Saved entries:
use study_core::market::{self, Liquidity, Odds, Tally, TrajectoryPoint};
use study_core::model::{Catalog, ResponseRecord, StatementKind};

/// Aggregate estimate for one unresolved statement.
#[derive(Debug, Clone, PartialEq)]
pub struct MarketSnapshot {
    pub statement: String,
    pub kind: StatementKind,
    pub tally: Tally,
    pub odds: Odds,
    /// Empty unless the report was built with trajectories.
    pub trajectory: Vec<TrajectoryPoint>,
}

/// A target and its negation. Coherent respondents push `p_true_sum` toward 1.
#[derive(Debug, Clone, PartialEq)]
pub struct ConsistencyCheck {
    pub target: String,
    pub control: String,
    pub p_true_sum: f64,
}

/// Market estimates over the whole response history.
#[derive(Debug, Clone, PartialEq)]
pub struct StudyReport {
    pub respondents: usize,
    pub records: usize,
    pub markets: Vec<MarketSnapshot>,
    pub consistency: Vec<ConsistencyCheck>,
}

impl StudyReport {
    /// One snapshot per target/control statement in catalog order.
    ///
    /// Records for statements outside the catalog are counted in `records`
    /// but produce no snapshot.
    #[must_use]
    pub fn build(
        catalog: &Catalog,
        records: &[ResponseRecord],
        liquidity: Liquidity,
        with_trajectories: bool,
    ) -> Self {
        let markets: Vec<MarketSnapshot> = catalog
            .unresolved()
            .map(|statement| {
                let tally = Tally::of(records, statement.text());
                let trajectory = if with_trajectories {
                    market::trajectory(records, statement.text(), liquidity).collect()
                } else {
                    Vec::new()
                };
                MarketSnapshot {
                    statement: statement.text().to_owned(),
                    kind: statement.kind(),
                    tally,
                    odds: tally.odds(liquidity),
                    trajectory,
                }
            })
            .collect();

        let consistency = catalog
            .control_pairs()
            .into_iter()
            .map(|(target, control)| ConsistencyCheck {
                target: target.text().to_owned(),
                control: control.text().to_owned(),
                p_true_sum: market::snapshot(records, target.text(), liquidity).p_true
                    + market::snapshot(records, control.text(), liquidity).p_true,
            })
            .collect();

        let mut respondents: Vec<&str> = records.iter().map(|r| r.participant_id.as_str()).collect();
        respondents.sort_unstable();
        respondents.dedup();

        Self {
            respondents: respondents.len(),
            records: records.len(),
            markets,
            consistency,
        }
    }

    #[must_use]
    pub fn market(&self, statement: &str) -> Option<&MarketSnapshot> {
        self.markets.iter().find(|m| m.statement == statement)
    }
}

#[cfg(test)]
mod tests {
    use super::*;
    use study_core::model::{Answer, CompletionStatus, Statement};
    use study_core::time::fixed_now;

    fn catalog() -> Catalog {
        let target = Statement::target("MSFT lower").unwrap();
        let control = Statement::control_of(&target, "MSFT not lower").unwrap();
        Catalog::new(vec![
            target,
            control,
            Statement::test("Ice is cold", true).unwrap(),
        ])
        .unwrap()
    }

    fn record(participant: &str, statement: &str, answer: Answer, secs: i64) -> ResponseRecord {
        ResponseRecord {
            participant_id: participant.to_owned(),
            email: "no".to_owned(),
            statement_text: statement.to_owned(),
            answer,
            feedback: String::new(),
            timestamp: fixed_now() + chrono::Duration::seconds(secs),
            completion_status: CompletionStatus::Completed,
        }
    }

    #[test]
    fn snapshots_cover_unresolved_statements_only() {
        let records = vec![
            record("a", "MSFT lower", Answer::True, 0),
            record("b", "MSFT lower", Answer::True, 1),
            record("a", "MSFT not lower", Answer::False, 2),
            record("a", "Ice is cold", Answer::True, 3),
        ];
        let report = StudyReport::build(&catalog(), &records, Liquidity::default(), false);

        assert_eq!(report.respondents, 2);
        assert_eq!(report.records, 4);
        assert_eq!(report.markets.len(), 2);
        assert!(report.market("Ice is cold").is_none());

        let target = report.market("MSFT lower").unwrap();
        assert_eq!(target.tally, Tally { yes: 2, no: 0 });
        assert!(target.odds.p_true > 0.5);
        assert!(target.trajectory.is_empty());
    }

    #[test]
    fn empty_history_reports_even_odds() {
        let report = StudyReport::build(&catalog(), &[], Liquidity::default(), true);
        assert_eq!(report.respondents, 0);
        for market in &report.markets {
            assert_eq!(market.odds.p_true, 0.5);
            assert!(market.trajectory.is_empty());
        }
        assert_eq!(report.consistency.len(), 1);
        assert!((report.consistency[0].p_true_sum - 1.0).abs() < 1e-12);
    }

    #[test]
    fn trajectories_follow_timestamps() {
        let records = vec![
            record("b", "MSFT lower", Answer::False, 10),
            record("a", "MSFT lower", Answer::True, 0),
        ];
        let report = StudyReport::build(&catalog(), &records, Liquidity::default(), true);
        let points = &report.market("MSFT lower").unwrap().trajectory;
        assert_eq!(points.len(), 2);
        assert!(points[0].at < points[1].at);
        assert!(points[0].p_true > 0.5);
        assert!((points[1].p_true - 0.5).abs() < 1e-12);
    }

    #[test]
    fn coherent_answers_keep_pair_sum_near_one() {
        let records = vec![
            record("a", "MSFT lower", Answer::True, 0),
            record("a", "MSFT not lower", Answer::False, 1),
        ];
        let report = StudyReport::build(&catalog(), &records, Liquidity::default(), false);
        assert!((report.consistency[0].p_true_sum - 1.0).abs() < 1e-12);
    }
}
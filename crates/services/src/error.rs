//! Shared error types for the services crate.

use thiserror::Error;

use storage::repository::StorageError;
use study_core::market::MarketError;
use study_core::model::{ParticipantError, TableError};

/// State-machine failures of a participant session.
///
/// Apart from `InvalidInput`, these mean the caller ignored the lock state and
/// should not be swallowed.
#[derive(Debug, Error, Clone, PartialEq, Eq)]
#[non_exhaustive]
pub enum SessionError {
    #[error(transparent)]
    InvalidInput(#[from] ParticipantError),
    #[error("current statement already has a response")]
    AlreadyLocked,
    #[error("current statement has no response yet")]
    NotLocked,
    #[error("answer must be true or false")]
    InvalidAnswer,
    #[error("session already completed")]
    Completed,
    #[error("session was abandoned")]
    Abandoned,
    #[error("pending response was already persisted")]
    AlreadyPersisted,
}

/// Sink/source failures once the retry policy has given up.
#[derive(Debug, Error, Clone, PartialEq, Eq)]
#[non_exhaustive]
pub enum PersistenceError {
    #[error("write failed after {attempts} attempt(s), {written} record(s) persisted: {source}")]
    Write {
        attempts: u32,
        written: usize,
        #[source]
        source: StorageError,
    },
    #[error("read failed after {attempts} attempt(s): {source}")]
    Read {
        attempts: u32,
        #[source]
        source: StorageError,
    },
    #[error("response table is unreadable: {0}")]
    Schema(#[from] TableError),
}

impl PersistenceError {
    /// Records stored before the failure; the prefix of a batch stays stored.
    #[must_use]
    pub fn written(&self) -> usize {
        match self {
            PersistenceError::Write { written, .. } => *written,
            _ => 0,
        }
    }
}

/// Errors emitted by the study loop, which drives sessions against storage.
#[derive(Debug, Error, Clone, PartialEq, Eq)]
#[non_exhaustive]
pub enum StudyError {
    #[error(transparent)]
    Session(#[from] SessionError),
    #[error(transparent)]
    Persistence(#[from] PersistenceError),
}

/// Errors emitted while reading configuration or catalog files.
#[derive(Debug, Error)]
#[non_exhaustive]
pub enum ConfigError {
    #[error("invalid value for {key}: {raw:?}")]
    InvalidValue { key: &'static str, raw: String },
    #[error("configuration could not be extracted: {0}")]
    Figment(#[from] figment::Error),
    #[error(transparent)]
    Liquidity(#[from] MarketError),
    #[error("catalog file could not be read: {0}")]
    Io(#[from] std::io::Error),
    #[error("catalog file is not valid JSON: {0}")]
    Json(#[from] serde_json::Error),
    #[error("catalog entry {index}: {source}")]
    Entry {
        index: usize,
        #[source]
        source: study_core::Error,
    },
    #[error(transparent)]
    Catalog(#[from] study_core::Error),
}
#![forbid(unsafe_code)]

pub mod error;
pub mod market;
pub mod model;
pub mod time;

pub use error::Error;
pub use time::Clock;
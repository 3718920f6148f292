use thiserror::Error;

use crate::market::MarketError;
use crate::model::{AnswerError, CatalogError, ParticipantError, StatementError, TableError};

#[derive(Debug, Error)]
pub enum Error {
    #[error(transparent)]
    Statement(#[from] StatementError),
    #[error(transparent)]
    Catalog(#[from] CatalogError),
    #[error(transparent)]
    Participant(#[from] ParticipantError),
    #[error(transparent)]
    Answer(#[from] AnswerError),
    #[error(transparent)]
    Table(#[from] TableError),
    #[error(transparent)]
    Market(#[from] MarketError),
}
mod catalog;
mod participant;
mod response;
mod statement;
mod table;

pub use catalog::{Catalog, CatalogError};
pub use participant::{EMAIL_OPT_OUT, Participant, ParticipantError};
pub use response::{
    Answer, AnswerError, CompletionStatus, RESPONSE_COLUMNS, ResponseRecord, ResponseRow,
};
pub use statement::{NEUTRAL_FEEDBACK, Statement, StatementError, StatementKind};
pub use table::{ResponseTable, TableError};
use thiserror::Error;

use crate::model::response::{
    Answer, AnswerError, CompletionStatus, RESPONSE_COLUMNS, ResponseRecord,
};
use crate::time::parse_row_timestamp;

#[derive(Debug, Error, Clone, PartialEq, Eq)]
#[non_exhaustive]
pub enum TableError {
    #[error("response table has no header row")]
    MissingHeader,

    #[error("duplicate column header: {0}")]
    DuplicateHeader(String),

    #[error("missing column: {0}")]
    MissingColumn(&'static str),

    #[error("row {row}: {source}")]
    InvalidAnswer {
        row: usize,
        #[source]
        source: AnswerError,
    },

    #[error("row {row}: invalid completion status: {source}")]
    InvalidStatus {
        row: usize,
        #[source]
        source: AnswerError,
    },

    #[error("row {row}: invalid timestamp {raw:?}")]
    InvalidTimestamp { row: usize, raw: String },

    #[error("response rows are unreadable: {0}")]
    Unreadable(String),
}

/// Tabular view of the stored response history.
///
/// Cells are kept as text, the way spreadsheet-like backends hand them out.
/// Column lookup is by header name; when headers repeat, the first one wins.
#[derive(Debug, Clone, Default, PartialEq, Eq)]
pub struct ResponseTable {
    headers: Vec<String>,
    rows: Vec<Vec<String>>,
}

impl ResponseTable {
    /// Structured constructor: headers must be unique.
    ///
    /// # Errors
    ///
    /// Returns `TableError::DuplicateHeader` when a header repeats.
    pub fn new(headers: Vec<String>, rows: Vec<Vec<String>>) -> Result<Self, TableError> {
        for (i, header) in headers.iter().enumerate() {
            if headers[..i].contains(header) {
                return Err(TableError::DuplicateHeader(header.clone()));
            }
        }
        Ok(Self { headers, rows })
    }

    /// Rebuilds a table from raw rows, taking the first row as headers.
    ///
    /// Repeated headers are tolerated here.
    ///
    /// # Errors
    ///
    /// Returns `TableError::MissingHeader` when there are no rows at all.
    pub fn from_raw_rows(raw: Vec<Vec<String>>) -> Result<Self, TableError> {
        let mut rows = raw.into_iter();
        let headers = rows.next().ok_or(TableError::MissingHeader)?;
        if headers.iter().all(|h| h.trim().is_empty()) {
            return Err(TableError::MissingHeader);
        }
        Ok(Self {
            headers,
            rows: rows.collect(),
        })
    }

    /// Empty table carrying the standard response columns.
    #[must_use]
    pub fn empty() -> Self {
        Self {
            headers: RESPONSE_COLUMNS.iter().map(|c| (*c).to_owned()).collect(),
            rows: Vec::new(),
        }
    }

    #[must_use]
    pub fn headers(&self) -> &[String] {
        &self.headers
    }

    #[must_use]
    pub fn rows(&self) -> &[Vec<String>] {
        &self.rows
    }

    #[must_use]
    pub fn len(&self) -> usize {
        self.rows.len()
    }

    #[must_use]
    pub fn is_empty(&self) -> bool {
        self.rows.is_empty()
    }

    fn column(&self, name: &str) -> Option<usize> {
        self.headers.iter().position(|h| h.trim() == name)
    }

    fn require(&self, name: &'static str) -> Result<usize, TableError> {
        self.column(name).ok_or(TableError::MissingColumn(name))
    }

    /// Parses every row into a `ResponseRecord`.
    ///
    /// Short rows read missing cells as empty. A missing `completion_status`
    /// column means every row is `completed`.
    ///
    /// # Errors
    ///
    /// Returns `TableError` when a required column is absent or a cell cannot
    /// be parsed. Row numbers are 1-based data rows.
    pub fn records(&self) -> Result<Vec<ResponseRecord>, TableError> {
        let participant = self.require("participant_id")?;
        let email = self.require("email")?;
        let statement = self.require("statement")?;
        let answer = self.require("answer")?;
        let feedback = self.require("feedback")?;
        let timestamp = self.require("timestamp")?;
        let status = self.column("completion_status");

        let mut out = Vec::with_capacity(self.rows.len());
        for (i, row) in self.rows.iter().enumerate() {
            let row_no = i + 1;
            let cell = |idx: usize| row.get(idx).map_or("", String::as_str);

            let parsed_answer = Answer::from_label(cell(answer))
                .map_err(|source| TableError::InvalidAnswer { row: row_no, source })?;
            let raw_ts = cell(timestamp);
            let parsed_ts =
                parse_row_timestamp(raw_ts).ok_or_else(|| TableError::InvalidTimestamp {
                    row: row_no,
                    raw: raw_ts.to_owned(),
                })?;
            let completion_status = match status {
                Some(idx) => CompletionStatus::from_label(cell(idx))
                    .map_err(|source| TableError::InvalidStatus { row: row_no, source })?,
                None => CompletionStatus::Completed,
            };

            out.push(ResponseRecord {
                participant_id: cell(participant).to_owned(),
                email: cell(email).to_owned(),
                statement_text: cell(statement).to_owned(),
                answer: parsed_answer,
                feedback: cell(feedback).to_owned(),
                timestamp: parsed_ts,
                completion_status,
            });
        }
        Ok(out)
    }
}

//
// ─── TESTS ─────────────────────────────────────────────────────────────────────
//

#[cfg(test)]
mod tests {
    use super::*;
    use crate::time::fixed_now;

    fn strings(cells: &[&str]) -> Vec<String> {
        cells.iter().map(|c| (*c).to_owned()).collect()
    }

    fn header() -> Vec<String> {
        RESPONSE_COLUMNS.iter().map(|c| (*c).to_owned()).collect()
    }

    #[test]
    fn structured_table_rejects_duplicate_headers() {
        let err = ResponseTable::new(strings(&["a", "b", "a"]), Vec::new()).unwrap_err();
        assert_eq!(err, TableError::DuplicateHeader("a".into()));
    }

    #[test]
    fn raw_rows_use_first_row_as_header() {
        let table = ResponseTable::from_raw_rows(vec![
            strings(&[
                "participant_id", "email", "statement", "answer", "feedback", "feedback",
                "timestamp",
            ]),
            strings(&["p1", "no", "s1", "true", "ok", "dup", "2023-11-14 22:13:20"]),
        ])
        .unwrap();
        let records = table.records().unwrap();
        assert_eq!(records.len(), 1);
        assert_eq!(records[0].feedback, "ok");
        assert_eq!(records[0].timestamp, fixed_now());
        assert_eq!(records[0].completion_status, CompletionStatus::Completed);
    }

    #[test]
    fn raw_rows_without_header_fail() {
        assert_eq!(
            ResponseTable::from_raw_rows(Vec::new()).unwrap_err(),
            TableError::MissingHeader
        );
    }

    #[test]
    fn records_report_bad_cells_with_row_number() {
        let table = ResponseTable::new(
            header(),
            vec![
                strings(&["p1", "e", "s", "true", "f", "2023-11-14 22:13:20", "completed"]),
                strings(&["p2", "e", "s", "perhaps", "f", "2023-11-14 22:13:20", ""]),
            ],
        )
        .unwrap();
        assert!(matches!(
            table.records().unwrap_err(),
            TableError::InvalidAnswer { row: 2, .. }
        ));
    }

    #[test]
    fn short_rows_read_missing_status_as_completed() {
        let table = ResponseTable::new(
            header(),
            vec![strings(&["p1", "no", "s1", "false", "", "2023-11-14 22:13:20"])],
        )
        .unwrap();
        let records = table.records().unwrap();
        assert_eq!(records.len(), 1);
        assert_eq!(records[0].answer, Answer::False);
        assert_eq!(records[0].completion_status, CompletionStatus::Completed);
    }

    #[test]
    fn bad_status_cell_names_the_status_column() {
        let table = ResponseTable::new(
            header(),
            vec![strings(&["p1", "no", "s1", "true", "", "2023-11-14 22:13:20", "paused"])],
        )
        .unwrap();
        let err = table.records().unwrap_err();
        assert!(matches!(err, TableError::InvalidStatus { row: 1, .. }));
        assert!(err.to_string().contains("completion status"));
    }

    #[test]
    fn missing_required_column_is_reported() {
        let table = ResponseTable::new(strings(&["participant_id"]), Vec::new()).unwrap();
        assert_eq!(
            table.records().unwrap_err(),
            TableError::MissingColumn("email")
        );
        assert!(ResponseTable::empty().records().unwrap().is_empty());
    }
}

▶ **Your objective**
Send back an exact copy of only the lines from the line with "assert!(market.trajectory.is_empty());" up to and including the line with "not be swallowed." in the data above.

▶ **Output of the task**
            assert!(market.trajectory.is_empty());
        }
        assert_eq!(report.consistency.len(), 1);
        assert!((report.consistency[0].p_true_sum - 1.0).abs() < 1e-12);
    }

    #[test]
    fn trajectories_follow_timestamps() {
        let records = vec![
            record("b", "MSFT lower", Answer::False, 10),
            record("a", "MSFT lower", Answer::True, 0),
        ];
        let report = StudyReport::build(&catalog(), &records, Liquidity::default(), true);
        let points = &report.market("MSFT lower").unwrap().trajectory;
        assert_eq!(points.len(), 2);
        assert!(points[0].at < points[1].at);
        assert!(points[0].p_true > 0.5);
        assert!((points[1].p_true - 0.5).abs() < 1e-12);
    }

    #[test]
    fn coherent_answers_keep_pair_sum_near_one() {
        let records = vec![
            record("a", "MSFT lower", Answer::True, 0),
            record("a", "MSFT not lower", Answer::False, 1),
        ];
        let report = StudyReport::build(&catalog(), &records, Liquidity::default(), false);
        assert!((report.consistency[0].p_true_sum - 1.0).abs() < 1e-12);
    }
}
filename crates/services/src/error.rs
//! Shared error types for the services crate.

use thiserror::Error;

use storage::repository::StorageError;
use study_core::market::MarketError;
use study_core::model::{ParticipantError, TableError};

/// State-machine failures of a participant session.
///
/// Apart from `InvalidInput`, these mean the caller ignored the lock state and
/// should not be swallowed.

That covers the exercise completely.